A major challenge has been determining the mechanism of action and biological target of a novel bioactive compound. Another central challenge is identifying the molecule or molecules driving biological activity in a complex mixture from nature.
“These two big concepts have been at the heart of our collaborative program, and this paper brings those two questions together in a fully integrated approach,” said corresponding author John MacMillan, professor of chemistry and biochemistry at UC Santa Cruz.
In addition to MacMillan, the collaboration involves Scott Lokey, professor of chemistry and biochemistry and director of the Chemical Screening Center at UC Santa Cruz, Roger Linington at Simon Fraser University in British Columbia, and Michael White at the University of Texas Southwestern Medical Center.
By integrating the results of two completely different screening platforms and combining this with next-generation metabolomics analysis of their natural products libraries, the researchers created a unique and powerful framework for natural product biological characterization.

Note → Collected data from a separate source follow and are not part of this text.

impl ImageService {
    pub fn new(
        store: Arc<dyn TableStore>,
        storage: Arc<dyn ObjectStore>,
        schema: ImageSchema,
    ) -> Self {
        Self {
            store,
            storage,
            schema,
        }
    }

    fn object_path(filename: &str) -> String {
        format!("{}/{}", PUBLIC_FOLDER, filename)
    }

    /// Store the image then record it as pending review
    ///
    /// If the row cannot be written the stored object is removed again so
    /// no orphan is left behind.
    pub async fn upload(&self, input: UploadImageInput) -> Result<UploadImageResponseDto> {
        let filename = format!(
            "{}.{}",
            Uuid::new_v4(),
            image_extension(&input.original_filename)
        );
        let path = Self::object_path(&filename);

        debug!("Uploading image to storage: {}", path);
        self.storage
            .upload(&path, input.data, &input.content_type)
            .await?;

        let public_url = self.storage.public_url(&path);
        let estado = ModerationState::Pendiente.as_str();

        let mut record = Map::new();
        record.insert("filename".into(), json!(filename));
        record.insert("nombre_usuario".into(), json!(input.nombre_usuario));
        record.insert("planta_id".into(), json!(input.planta_id));
        record.insert("url_imagen".into(), json!(public_url));
        record.insert("estado".into(), json!(estado));
        record.insert("fecha_subida".into(), json!(Utc::now().to_rfc3339()));
        record.insert("lat".into(), json!(input.lat));
        record.insert("lng".into(), json!(input.lng));
        record.insert(
            "tipo_publicacion".into(),
            json!(PublicationCategory::Galeria.as_str()),
        );
        if !input.description.is_empty() {
            record.insert("description".into(), json!(input.description));
        }

        let store = Arc::clone(&self.store);
        let inserted = self
            .schema
            .write(record, |row| {
                let store = Arc::clone(&store);
                async move { store.insert(TABLE_IMAGES, &row).await }
            })
            .await;

        if let Err(err) = inserted {
            warn!(
                "Saving metadata for '{}' failed, removing stored object: {}",
                path, err
            );
            if let Err(cleanup) = self.storage.remove(std::slice::from_ref(&path)).await {
                warn!("Could not remove orphaned object '{}': {}", path, cleanup);
            }
            return Err(err.into());
        }

        info!(
            "Image uploaded: filename={}, planta_id={}, estado={}",
            filename, input.planta_id, estado
        );

        Ok(UploadImageResponseDto {
            success: true,
            message: format!(
                "Imagen guardada para planta {} (pendiente de revisión)",
                input.planta_id
            ),
            planta_id: input.planta_id,
            filename,
            public_url,
            estado: estado.to_string(),
            lat: input.lat,
            lng: input.lng,
        })
    }

    async fn find(&self, id: i64) -> Result<Option<ImageRecord>> {
        let rows = self
            .store
            .select(TABLE_IMAGES, Query::new().eq("id", id).limit(1))
            .await?;
        Ok(decode_rows::<ImageRecord>(rows)?.into_iter().next())
    }

    /// Remove the stored object and the row
    pub async fn delete(&self, id: i64) -> Result<DeleteImageResponseDto> {
        let image = self
            .find(id)
            .await?
            .ok_or_else(|| AppError::NotFound("Imagen no encontrada".to_string()))?;

        let filename = image.filename.unwrap_or_default();
        if !filename.is_empty() {
            self.storage.remove(&[Self::object_path(&filename)]).await?;
        }

        self.store
            .delete(TABLE_IMAGES, &[Filter::eq("id", id)])
            .await?;

        info!("Image deleted: id={}, filename={}", id, filename);

        Ok(DeleteImageResponseDto {
            success: true,
            message: "Imagen eliminada correctamente".to_string(),
            deleted_filename: filename,
        })
    }

    pub async fn change_state(
        &self,
        id: i64,
        state: ModerationState,
    ) -> Result<ChangeStateResponseDto> {
        let updated = self
            .store
            .update(
                TABLE_IMAGES,
                &json!({ "estado": state.as_str() }),
                &[Filter::eq("id", id)],
            )
            .await?;

        if updated.is_empty() {
            return Err(AppError::NotFound("Imagen no encontrada".to_string()));
        }

        info!("Image {} moved to state {}", id, state.as_str());

        Ok(ChangeStateResponseDto {
            success: true,
            message: format!("Estado cambiado a {}", state.as_str()),
            nuevo_estado: state.as_str().to_string(),
        })
    }

    /// Update metadata, skipping fields the caller left out
    pub async fn edit(&self, id: i64, edit: ImageEdit) -> Result<EditImageResponseDto> {
        let mut changes = Map::new();
        changes.insert("planta_id".into(), json!(edit.planta_id));
        if let Some(description) = edit.description {
            changes.insert("description".into(), json!(description));
        }
        if let Some(lat) = edit.lat {
            changes.insert("lat".into(), json!(lat));
        }
        if let Some(lng) = edit.lng {
            changes.insert("lng".into(), json!(lng));
        }
        changes.insert(
            "tipo_publicacion".into(),
            json!(edit.tipo_publicacion.as_str()),
        );

        debug!("Updating image {} with {:?}", id, changes);

        let store = Arc::clone(&self.store);
        let (rows, applied) = self
            .schema
            .write(changes, |body| {
                let store = Arc::clone(&store);
                async move {
                    store
                        .update(TABLE_IMAGES, &body, &[Filter::eq("id", id)])
                        .await
                }
            })
            .await?;

        if rows.is_empty() {
            return Ok(EditImageResponseDto {
                success: false,
                message: "No se pudo actualizar la imagen".to_string(),
                updated_fields: None,
            });
        }

        let updated_fields = EDITABLE_FIELDS
            .iter()
            .filter(|f| applied.contains_key(**f))
            .map(|f| f.to_string())
            .collect();

        info!("Image {} metadata updated", id);

        Ok(EditImageResponseDto {
            success: true,
            message: "Imagen actualizada correctamente".to_string(),
            updated_fields: Some(updated_fields),
        })
    }

    pub async fn list(&self) -> Result<Vec<ImageRecord>> {
        let rows = self.store.select(TABLE_IMAGES, Query::new()).await?;
        Ok(decode_rows(rows)?)
    }

    /// Published images that can be pinned on the map
    pub async fn map_images(&self) -> Result<Vec<ImageRecord>> {
        Ok(Self::map_visible(self.list().await?))
    }

    /// Published images tagged as news
    pub async fn news_images(&self) -> Result<Vec<ImageRecord>> {
        Ok(Self::news_visible(self.list().await?))
    }

    pub async fn plants(&self) -> Result<Vec<String>> {
        let rows = self
            .store
            .select(TABLE_IMAGES, Query::new().columns("planta_id"))
            .await?;
        Ok(Self::unique_plants(&decode_rows::<ImageRecord>(rows)?))
    }

    pub fn map_visible(images: Vec<ImageRecord>) -> Vec<ImageRecord> {
        images
            .into_iter()
            .filter(|img| img.has_coordinates() && img.is_published())
            .collect()
    }

    pub fn news_visible(images: Vec<ImageRecord>) -> Vec<ImageRecord> {
        images
            .into_iter()
            .filter(|img| img.is_news() && img.is_published())
            .collect()
    }

    pub fn unique_plants(images: &[ImageRecord]) -> Vec<String> {
        images
            .iter()
            .filter_map(|img| img.planta_id.as_deref())
            .filter(|p| !p.is_empty())
            .map(str::to_string)
            .collect::<BTreeSet<_>>()
            .into_iter()
            .collect()
    }
}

Using this approach to screen a small collection of randomly selected microbial natural product fractions, they were able to identify a known compound (trichostatin A) and confirm its mechanism of action; link a known compound (surugamide) with novel biological activity (cyclin-dependent kinase inhibition); and discover new compounds (parkamycins A and B) with complex biological activity.
“Finding a known compound that groups as expected tells us it’s working, and then we were able to correlate a known compound with a new mechanism of action,” MacMillan said. “Finally, we discovered a new chemical compound with a unique biological signature unlike any known compounds. That’s an exciting finding we want to investigate further.”

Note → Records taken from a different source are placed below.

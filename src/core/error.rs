use axum::{
    http::{header, HeaderValue, StatusCode},
    response::{IntoResponse, Response},
    Json,
};
use thiserror::Error;

use crate::modules::supabase::StoreError;
use crate::shared::types::ApiResponse;

#[derive(Debug, Error)]
pub enum AppError {
    #[error("Store error: {0}")]
    Store(#[from] StoreError),

    #[error("Not found: {0}")]
    NotFound(String),

    #[error("Validation error: {0}")]
    Validation(String),

    #[error("Bad request: {0}")]
    BadRequest(String),

    #[error("Internal server error: {0}")]
    Internal(String),

    #[error("Unauthorized: {0}")]
    Unauthorized(String),

    #[error("Gone: {0}")]
    Gone(String),

    /// Error reported by a proxied API, relayed with its own status code
    #[error("Upstream error ({status}): {message}")]
    Upstream { status: StatusCode, message: String },

    #[error("External service error: {0}")]
    ExternalServiceError(String),
}

impl IntoResponse for AppError {
    fn into_response(self) -> Response {
        let (status, message, errors) = match self {
            AppError::Store(ref e) => {
                tracing::error!("Store error: {}", e);
                (
                    StatusCode::INTERNAL_SERVER_ERROR,
                    format!("Error: {}", e),
                    None,
                )
            }
            AppError::NotFound(ref msg) => (StatusCode::NOT_FOUND, msg.clone(), None),
            AppError::Validation(ref msg) => (
                StatusCode::BAD_REQUEST,
                msg.clone(),
                Some(vec![msg.clone()]),
            ),
            AppError::BadRequest(ref msg) => (StatusCode::BAD_REQUEST, msg.clone(), None),
            AppError::Internal(ref msg) => {
                tracing::error!("Internal error: {}", msg);
                (StatusCode::INTERNAL_SERVER_ERROR, msg.clone(), None)
            }
            AppError::Unauthorized(ref msg) => (StatusCode::UNAUTHORIZED, msg.clone(), None),
            AppError::Gone(ref msg) => (StatusCode::GONE, msg.clone(), None),
            AppError::Upstream {
                status,
                ref message,
            } => {
                tracing::warn!("Upstream error {}: {}", status, message);
                (status, message.clone(), None)
            }
            AppError::ExternalServiceError(ref msg) => {
                tracing::error!("External service error: {}", msg);
                (StatusCode::BAD_GATEWAY, msg.clone(), None)
            }
        };

        let body = Json(ApiResponse::<()>::error(Some(message), errors));
        let mut response = (status, body).into_response();

        if status == StatusCode::UNAUTHORIZED {
            response
                .headers_mut()
                .insert(header::WWW_AUTHENTICATE, HeaderValue::from_static("Bearer"));
        }

        response
    }
}

pub type Result<T> = std::result::Result<T, AppError>;
use serde::{Deserialize, Serialize};
use serde_json::{Map, Value};
use utoipa::ToSchema;

/// Administrator resolved from a verified bearer token
#[derive(Debug, Clone, PartialEq, Serialize, Deserialize, ToSchema)]
pub struct AuthenticatedAdmin {
    pub id: i64,
    pub username: String,
}

/// Row of the `usuarios_administradores` table
#[derive(Debug, Clone, Default, Serialize, Deserialize)]
pub struct AdminRecord {
    #[serde(default)]
    pub id: Option<i64>,
    #[serde(rename = "nombre de usuario", default)]
    pub username: Option<String>,
    #[serde(rename = "contraseña_hash", default)]
    pub password_hash: Option<String>,
    #[serde(default)]
    pub actualizado_at: Option<String>,
    #[serde(flatten)]
    pub extra: Map<String, Value>,
}

/// Claims carried by admin access tokens
#[derive(Debug, Clone, Serialize, Deserialize)]
pub struct AdminClaims {
    /// Username
    #[serde(default, skip_serializing_if = "Option::is_none")]
    pub sub: Option<String>,
    /// Numeric admin id
    #[serde(default, skip_serializing_if = "Option::is_none")]
    pub id: Option<i64>,
    pub exp: i64,
}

The researchers used a bioinformatic method called Similarity Network Fusion (SNF), developed for integrating complex datasets, to combine data from two natural product screening platforms their labs had developed. One platform (Functional Signature Ontology, or FUSION), developed by MacMillan’s lab, uses gene expression signatures induced in cells by known and unknown compounds, coupled with pattern-matching tools to indicate mechanisms of action through “guilt by association.”
“If we see similar effects to one of those known compounds, that suggests a similar mechanism of action. We have used this technology effectively to understand the biological activity of a number of unique small molecules,” MacMillan said.
The other platform, a cytological profiling (CP) technology developed by Lokey’s lab, involves high-content image analysis of cells exposed to the samples being screened and then stained with a panel of fluorescent probes to highlight key cytological features. Automated fluorescence microscopy images yield a total of 251 unique cytological features for each sample.
The researchers used the CP and FUSION technologies to screen complex natural products libraries developed by MacMillan’s and Linington’s labs. These libraries were derived from marine bacteria isolated by the two labs.
To search for bioactive natural products, the researchers grow the bacterial strains in the lab, make a crude extract of all the compounds produced by each strain, then use chromatography to separate each extract into a series of fractions, each containing two to 20 compounds.
Mass spectrometry methods are widely used for the large-scale study of small molecules (“metabolomics”) and can help identify the chemical constituents of each fraction. An approach called Compound Activity Mapping developed by Linington and others combines mass spectrometry-based metabolomics with biological screening data to identify which compounds in a mixture are driving a particular biological signature.
In the new study, the researchers developed a sample processing workflow using mass spectrometry and a modified version of their Compound Activity Mapping platform that incorporates the integrated results of their screening technologies obtained with Similarity Network Fusion.
“The question is, can we use all that to pull out the chemicals that are driving a particular signature and make more robust predictions of the mechanism of action? Our approach allowed us to accomplish that in a pretty substantial way,” MacMillan said.
In addition to MacMillan, Lokey, and Linington, the coauthors of the paper include Michael White, Suzie Hight, Elizabeth McMillan, Anam Shaikh, Rachel Vaden, Jeon Lee, and Shuguang Wei at University of Texas Southwestern Medical Center; Trevor Clark, Kenji Kurita, Jake Haecki, and Fausto Carnevale-Neto at Simon Fraser University; and Walter Bray, Aswad Khadilkar, Scott La, and Akshar Lohith at UC Santa Cruz. This work was supported by the National Institutes of Health.